But then, at the same time, I look back on my life, where I started from, and where I am now. I’ve done some significant tearing things apart, working through the pieces, and putting them back together, and I like the Me now a whole hell of alot more than the me of even five years ago. I think maybe I’ve learned that as painful as they can be, this pattern of dying to live ultimately results in more joy, results in more meaning. Fear gradually is replaced by curiosity. Its like you are suddenly more willing to do hard things that ask alot of you because it is more worth it for you to see what is on the other side than to stay where you are and never engage in life. You start trusting that you will be carried through the dark nights and the morning will come again at some point.

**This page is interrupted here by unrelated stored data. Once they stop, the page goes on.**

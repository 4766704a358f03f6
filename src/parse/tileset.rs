use roxmltree::{Document, Node};
use crate::{Grid, Orientation, TsxError};


/// A mostly 1:1 mapping of the TSX <tileset> document format.
/// Custom properties are kept as generic typed name/value pairs at this
/// level; validation and flattening happen in [`crate::Tileset`].
#[derive(Clone, Default, Debug)]
pub struct Tileset {
    pub version: String,
    pub tiled_version: String,
    pub name: String,
    pub tile_width: u32,
    pub tile_height: u32,
    pub tile_count: u32,
    pub columns: u32,
    pub grid: Option<Grid>,
    pub tiles: Vec<Tile>,
}

impl Tileset {

    pub fn parse_doc(doc: &Document) -> Result<Self, TsxError> {
        let mut tileset = Tileset::default();
        let mut found = false;
        let root = doc.root();
        for node in root.children() {
            match node.tag_name().name() {
                "tileset" => {
                    tileset.parse(node)?;
                    found = true;
                },
                _ => {}
            }
        }
        if !found {
            return Err(TsxError::MalformedStructure {
                detail: String::from("document has no <tileset> element"),
            });
        }
        Ok(tileset)
    }

    pub fn parse(&mut self, tileset_node: Node) -> Result<(), TsxError> {

        // Requires the attributes nothing downstream can default
        for required in ["name", "tilecount"] {
            if !tileset_node.attributes().any(|attr| attr.name() == required) {
                return Err(TsxError::MalformedStructure {
                    detail: format!("<tileset> is missing required attribute '{required}'"),
                });
            }
        }

        // Parses attributes
        for attribute in tileset_node.attributes() {
            let name = attribute.name();
            let value = attribute.value();
            match name {
                "version" => self.version = String::from(value),
                "tiledversion" => self.tiled_version = String::from(value),
                "name" => self.name = String::from(value),
                "tilewidth" => self.tile_width = value.parse()?,
                "tileheight" => self.tile_height = value.parse()?,
                "tilecount" => self.tile_count = value.parse()?,
                "columns" => self.columns = value.parse()?,
                _ => {}
            }
        }

        // Parses children
        for child in tileset_node.children() {
            let tag = child.tag_name().name();
            match tag {
                "grid" => self.grid = Some(Grid::parse(child)?),
                "tile" => self.tiles.push(Tile::parse(child)?),
                _ => {}
            }
        }
        Ok(())
    }
}

#[derive(Clone, Default, Debug)]
pub struct Tile {
    /// ID of tile local to its tileset
    pub id: u32,
    pub properties: Vec<Property>,
    pub image: Option<Image>,
}

impl Tile {
    pub fn parse(tile_node: Node) -> Result<Self, TsxError> {
        let mut tile = Tile::default();
        for attribute in tile_node.attributes() {
            match attribute.name() {
                "id" => tile.id = attribute.value().parse()?,
                _ => {}
            }
        }
        for child in tile_node.children() {
            let tag = child.tag_name().name();
            match tag {
                "properties" => {
                    for property_node in child.children() {
                        match property_node.tag_name().name() {
                            "property" => tile.properties.push(Property::parse(property_node)?),
                            _ => {}
                        }
                    }
                },
                "image" => tile.image = Some(Image::parse(child)?),
                _ => {}
            }
        }
        Ok(tile)
    }
}

/// A single <property> entry of a <properties> list.
#[derive(Clone, Eq, PartialEq, Default, Debug)]
pub struct Property {
    pub name: String,
    pub kind: PropertyKind,
    pub value: String,
}

impl Property {
    pub fn parse(property_node: Node) -> Result<Self, TsxError> {
        let mut property = Property::default();
        for attribute in property_node.attributes() {
            let value = attribute.value();
            match attribute.name() {
                "name" => property.name = String::from(value),
                "type" => property.kind = PropertyKind::parse(value)?,
                "value" => property.value = String::from(value),
                _ => {}
            }
        }
        Ok(property)
    }
}

/// Declared type of a custom property.
/// Tiled omits the attribute for string properties.
#[derive(Copy, Clone, Eq, PartialEq, Default, Debug)]
pub enum PropertyKind {
    #[default]
    String,
    Int,
    Float,
    Bool,
}

impl PropertyKind {
    pub fn parse(str: &str) -> Result<Self, TsxError> {
        match str {
            "string" => Ok(Self::String),
            "int" => Ok(Self::Int),
            "float" => Ok(Self::Float),
            "bool" => Ok(Self::Bool),
            _ => Err(TsxError::InvalidAttributeValue { value: String::from(str) })
        }
    }

    pub fn as_str(&self) -> &'static str {
        match self {
            Self::String => "string",
            Self::Int => "int",
            Self::Float => "float",
            Self::Bool => "bool",
        }
    }
}

#[derive(Clone, Eq, PartialEq, Default, Debug)]
pub struct Image {
    pub source: String,
    pub width: Option<i64>,
    pub height: Option<i64>,
}

impl Image {
    pub fn parse(image_node: Node) -> Result<Image, TsxError> {
        let mut image = Image::default();
        for attribute in image_node.attributes() {
            let value = attribute.value();
            match attribute.name() {
                "source" => image.source = String::from(value),
                "width" => image.width = Some(value.parse()?),
                "height" => image.height = Some(value.parse()?),
                _ => {}
            }
        }
        Ok(image)
    }
}

impl Grid {
    pub fn parse(grid_node: Node) -> Result<Self, TsxError> {
        let mut grid = Grid::default();
        for attribute in grid_node.attributes() {
            let value = attribute.value();
            match attribute.name() {
                "orientation" => grid.orientation = Orientation::parse(value)?,
                "width" => grid.width = value.parse()?,
                "height" => grid.height = value.parse()?,
                _ => {}
            }
        }
        Ok(grid)
    }
}

#[cfg(test)]
mod test {
    use roxmltree::Document;
    use crate::{Orientation, TsxError};
    use super::{PropertyKind, Tileset};

    const SMALL_TSX: &str = r#"<?xml version="1.0" encoding="UTF-8"?>
<tileset version="1.5" tiledversion="1.6.0" name="things" tilewidth="32" tileheight="32" tilecount="1" columns="0">
 <grid orientation="orthogonal" width="1" height="1"/>
 <tile id="0">
  <properties>
   <property name="name" type="int" value="257"/>
  </properties>
  <image width="16" height="48" source="thing.png"/>
 </tile>
</tileset>"#;

    #[test]
    fn parses_tileset_attributes_and_children() {
        let doc = Document::parse(SMALL_TSX).unwrap();
        let tileset = Tileset::parse_doc(&doc).unwrap();
        assert_eq!(tileset.name, "things");
        assert_eq!(tileset.version, "1.5");
        assert_eq!(tileset.tiled_version, "1.6.0");
        assert_eq!(tileset.tile_width, 32);
        assert_eq!(tileset.tile_height, 32);
        assert_eq!(tileset.tile_count, 1);
        assert_eq!(tileset.columns, 0);

        let grid = tileset.grid.unwrap();
        assert_eq!(grid.orientation, Orientation::Orthogonal);
        assert_eq!(grid.width, 1);
        assert_eq!(grid.height, 1);

        let tile = &tileset.tiles[0];
        assert_eq!(tile.id, 0);
        assert_eq!(tile.properties.len(), 1);
        assert_eq!(tile.properties[0].name, "name");
        assert_eq!(tile.properties[0].kind, PropertyKind::Int);
        assert_eq!(tile.properties[0].value, "257");

        let image = tile.image.as_ref().unwrap();
        assert_eq!(image.source, "thing.png");
        assert_eq!(image.width, Some(16));
        assert_eq!(image.height, Some(48));
    }

    #[test]
    fn skips_unknown_attributes_and_tags() {
        let source = r#"<tileset name="t" tilecount="0" mystery="7"><wobble/></tileset>"#;
        let doc = Document::parse(source).unwrap();
        let tileset = Tileset::parse_doc(&doc).unwrap();
        assert_eq!(tileset.name, "t");
        assert!(tileset.tiles.is_empty());
    }

    #[test]
    fn property_without_type_defaults_to_string() {
        let source = r#"<tileset name="t" tilecount="1">
 <tile id="0">
  <properties><property name="label" value="hi"/></properties>
  <image width="1" height="1" source="a.png"/>
 </tile>
</tileset>"#;
        let doc = Document::parse(source).unwrap();
        let tileset = Tileset::parse_doc(&doc).unwrap();
        assert_eq!(tileset.tiles[0].properties[0].kind, PropertyKind::String);
    }

    #[test]
    fn rejects_unknown_property_type() {
        let source = r#"<tileset name="t" tilecount="1">
 <tile id="0">
  <properties><property name="name" type="color" value="red"/></properties>
 </tile>
</tileset>"#;
        let doc = Document::parse(source).unwrap();
        let result = Tileset::parse_doc(&doc);
        assert!(matches!(result, Err(TsxError::InvalidAttributeValue { .. })));
    }

    #[test]
    fn rejects_non_numeric_tilecount() {
        let doc = Document::parse(r#"<tileset name="t" tilecount="many"/>"#).unwrap();
        let result = Tileset::parse_doc(&doc);
        assert!(matches!(result, Err(TsxError::ParseIntError(_))));
    }
}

I think anger plays a role in this cycle as well. When I was growing up, there wasn’t a space for anger. My anger was either minimized or I was patted on the head while someone laughingly said, “Look how cute Julie is, she’s mad!” Bible verses like “Don’t let the sun go down on your anger” further cemented the fact that me being angry wasn’t going to get me anywhere. And so I learned to cope in other ways when I was wronged or hurt. As a child you do what you have to.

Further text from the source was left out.